1. A method of casting an explosive charge of trinitrotoluene containing a high percentage of solid particles insoluble therein in a mold comprising:

adding said solid particles to said mold;

adding an appropriate quantity of said trinitrotoluene to said mold over said solid particles;

heating said mold with said solid particles and said trinitrotoluene contained therein whereby said trinitrotoluene is liquefied and diffuses into said solid particles;

drawing a vacuum in said mold whereby release of air from said explosive charge is encouraged; and

continuing the heating and drawing steps simultaneously for a long enough time to complete the diffusion and air release.

2. A method according to claim 1, wherein the steps of heating, drawing and continuing are performed by placing said mold containing said solid particles and said trinitrotoluene in a heated sealed chamber and evacuating air from said chamber.

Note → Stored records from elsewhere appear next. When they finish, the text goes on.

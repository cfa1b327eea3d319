// Copyright 2026 The studydeck Authors
//
// Licensed under the Apache License, Version 2.0 (the "License");
// you may not use this file except in compliance with the License.
// You may obtain a copy of the License at
//
//     http://www.apache.org/licenses/LICENSE-2.0
//
// Unless required by applicable law or agreed to in writing, software
// distributed under the License is distributed on an "AS IS" BASIS,
// WITHOUT WARRANTIES OR CONDITIONS OF ANY KIND, either express or implied.
// See the License for the specific language governing permissions and
// limitations under the License.

use std::path::PathBuf;
use std::sync::Arc;
use std::sync::Mutex;

use crate::catalog::Catalog;
use crate::session::nav::Controller;

#[derive(Clone)]
pub struct ServerState {
    /// The catalog directory; video files are served from under it.
    pub directory: PathBuf,
    pub catalog: Arc<Catalog>,
    pub mutable: Arc<Mutex<MutableState>>,
}

/// Every POST action runs as one synchronous critical section over this,
/// so session operations never interleave mid-computation.
pub struct MutableState {
    pub controller: Controller,
}
// Copyright 2026 The studydeck Authors
//
// Licensed under the Apache License, Version 2.0 (the "License");
// you may not use this file except in compliance with the License.
// You may obtain a copy of the License at
//
//     http://www.apache.org/licenses/LICENSE-2.0
//
// Unless required by applicable law or agreed to in writing, software
// distributed under the License is distributed on an "AS IS" BASIS,
// WITHOUT WARRANTIES OR CONDITIONS OF ANY KIND, either express or implied.
// See the License for the specific language governing permissions and
// limitations under the License.

use std::env::current_dir;
use std::path::PathBuf;

use clap::Parser;

use crate::cmd::check::check_catalog;
use crate::cmd::stats::print_catalog_stats;
use crate::error::Fallible;
use crate::serve::server::start_server;

#[derive(Parser)]
#[command(version, about, long_about = None)]
enum Command {
    /// Serve the study app for a catalog directory.
    Serve {
        /// Optional path to the catalog directory.
        directory: Option<String>,
        /// Port to bind the local server to.
        #[arg(long, default_value_t = 8000)]
        port: u16,
    },
    /// Check that a catalog directory is well-formed.
    Check {
        /// Optional path to the catalog directory.
        directory: Option<String>,
    },
    /// Print catalog statistics as JSON.
    Stats {
        /// Optional path to the catalog directory.
        directory: Option<String>,
    },
}

pub async fn entrypoint() -> Fallible<()> {
    let cli: Command = Command::parse();
    match cli {
        Command::Serve { directory, port } => {
            start_server(resolve_directory(directory)?, port).await
        }
        Command::Check { directory } => check_catalog(&resolve_directory(directory)?),
        Command::Stats { directory } => print_catalog_stats(&resolve_directory(directory)?),
    }
}

fn resolve_directory(directory: Option<String>) -> Fallible<PathBuf> {
    match directory {
        Some(dir) => Ok(PathBuf::from(dir)),
        None => Ok(current_dir()?),
    }
}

3. A method according to claim 2, wherein said mold includes a casing of a shaped-charge warhead having a conical liner closing one end thereof.

4. A method according to claim 1, wherein said appropriate amount includes an amount exceeding the ability of said solid particles to absorb trinitrotoluene whereby a region of substantially pure trinitrotoluene is provided over a region of said solid particles with said trinitrotoluene diffused therethrough.

5. A method according to claim 1, wherein said trinitrotoluene is added as flake trinitrotoluene.

6. A method according to claim 1, wherein the step of heating includes contacting said mold with hot water.

7. A method according to claim 1, wherein said mold includes a conical liner closing one end thereof and the step of heating includes heating an exterior surface of said conical liner.

8. A method according to claim 7, wherein the step of heating an exterior surface includes contacting said exterior surface with a heated mandrel.

9. A method according to claim 1, wherein said solid particles include particles of at least one of HMX and RDX.